The basketball gods have not been good to the Massachusetts men’s basketball team when it comes to pulling out close games that come down to the final seconds.
Going into Saturday afternoon’s game, UMass (12-10, 2-7 Atlantic 10) had a slew of games that have fit this bill whether it be the Mississippi game or last Saturday’s loss to Fordham, among others. The Minutemen’s second matchup of the season with George Mason (14-7, 4-4 A-10) provided another tick in that column of heart-breakers with UMass falling 76-74 to the Patriots.
For the Minutemen, the first half was filled with disjointed play and saw UMass shoot just 39.4 percent from the field, including mediocre 3-for-14 from the 3-point line.
The second half told a different story as UMass the used the heightened excitement of the Mullins Center crowd to some inspired play as it outscored GMU 40-33 in the final 20 minutes of play. Seven 3-pointers and nine blocks gave fans a glimpse of what the Minutemen can be when they are locked in on both ends of the floor.
UMass coach Derek Kellogg was happy with the effort in the second half and thought it was just minor mistakes prevented the Minutemen from coming out with a win on Saturday.
“I thought at the end of the game we executed just about everything,” Kellogg said. “I told the guys in the timeouts, we just didn’t make a few of the plays, missed a couple free throws and then they executed a late-game free throw miss to get try to get a 3 off that was wide open. We’ve got to keep doing the right stuff in everything we do to make sure those balls bounce your way.
Guard Donte Clark came off the bench for the first time this season, but still managed to lead the Minutemen in scoring with 13. The junior echoed similar sentiments to his coach.
“Yeah I think we can build off the good things. I don’t want to say we’re doing a lot of bad things, but we’re making some minor mistakes that are hurting us,” Clark said. “Like towards the end of the game and stuff like that and throughout the game and probably the way we started off games, sometimes we start off kind of slow which gives the team confidence and they take the lead and we’re playing from behind.”

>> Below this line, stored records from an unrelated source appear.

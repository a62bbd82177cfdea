use anyhow::{Result, anyhow};
use clap::{Parser, Subcommand};
use sceneweave::http::{HttpTransport, TokioClock};
use sceneweave::{Delivery, Engine, Tree, Value, document};
use std::time::Duration;

#[derive(Parser)]
#[command(name = "weave")]
struct Cli {
    #[command(subcommand)]
    command: Commands,
}

#[derive(Subcommand)]
enum Commands {
    /// Dispatch an event and print the application actions it produces.
    Run {
        file: String,
        #[arg(long)]
        node: Option<String>,
        #[arg(long, default_value = "load")]
        event: String,
        #[arg(long, default_value_t = 10_000)]
        timeout_ms: u64,
    },
    /// Print the node tree with registered events.
    Inspect { file: String },
}

fn print_delivery(tree: &Tree, delivery: &Delivery) {
    let params = tree.evaluate(delivery.originator, delivery.action.info());
    // Evaluate one level down as well, where app actions keep their arguments.
    let params: sceneweave::Map = params
        .into_iter()
        .map(|(k, v)| match v {
            Value::Map(inner) => (k, Value::Map(tree.evaluate(delivery.originator, &inner))),
            other => (k, other),
        })
        .collect();
    println!("{}", Value::Map(params).to_json_string());
}

fn print_tree(tree: &Tree, id: sceneweave::NodeId, depth: usize) {
    let Some(node) = tree.get(id) else {
        return;
    };
    let events: Vec<&str> = node.events.names().collect();
    println!(
        "{:indent$}{} {} events: [{}]",
        "",
        id,
        node.name.as_deref().unwrap_or("-"),
        events.join(", "),
        indent = depth * 2
    );
    for child in &node.children {
        print_tree(tree, *child, depth + 1);
    }
}

#[tokio::main(flavor = "current_thread")]
async fn main() -> Result<()> {
    env_logger::init();
    let cli = Cli::parse();

    match cli.command {
        Commands::Run {
            file,
            node,
            event,
            timeout_ms,
        } => {
            let (tree, root) = document::load(&file)?;
            let target = match &node {
                Some(name) => tree
                    .find(name)
                    .ok_or_else(|| anyhow!("Node not found: {}", name))?,
                None => root,
            };

            let mut engine = Engine::new(tree, HttpTransport::new(), TokioClock);
            engine.set_handler(|tree: &Tree, delivery: &Delivery| print_delivery(tree, delivery));
            engine.dispatch(target, &event)?;

            let timeout = Duration::from_millis(timeout_ms);
            if tokio::time::timeout(timeout, engine.run_until_idle())
                .await
                .is_err()
            {
                log::info!("timed out after {:?}; cancelling pending work", timeout);
            }
            engine.shutdown();
        }
        Commands::Inspect { file } => {
            let (tree, root) = document::load(&file)?;
            print_tree(&tree, root, 0);
        }
    }

    Ok(())
}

Clark has been up and down throughout the season offensively, sometimes being the leader on that end of the floor while at other times struggling to find his groove and disappearing. Despite his inconsistencies, he came into Saturday leading the team with 13.4 points per game. Clark will look to lead offensively moving forward.
“From here on out, I’m trying to be more aggressive with the way I play for the rest of the season,” Clark said.
Ty Flowers is another player in a similar boat to Clark, not being consistent at times. But much like Clark, the freshman forward came through in a big way in the second half. Flowers scored all 11 of his points in the second half, including a 3-for-5 mark in the last 20 minutes.
“I think he has a nice stroke and when he gets some confidence and plays with some fire he’s making those and tonight was good game for him and now we just have to get him on that flow on a regular basis,” Kellogg said.
With the disparity in UMass’ play from the first to the second half and the game coming down to the waning seconds, Patriots coach Dave Paulsen was a bit nervous if his team would come out on top.
“You have to give a lot of credit to UMass, they fought back, I was a little nervous when the shot went up at the end of the game I’m not going to lie, but sometimes you have to dodge a bullet,” Paulsen said, in regards to the Minutemen’s play and specifically the missed 3-pointer at the buzzer by C.J. Anderson.
With so many games coming down to the last second, Kellogg is hoping that karma is on UMass’ side and they can pull out these late-game situations moving forward.
“I’m hoping that soon here we’ll win a couple of these close games and give us a little opportunity to give us some wins in the win column,” Kellogg said. “It gives you a great satisfaction or a punch in the gut and right now, I’ve got a bunch of punches in the gut. I know the guys feel the same way.”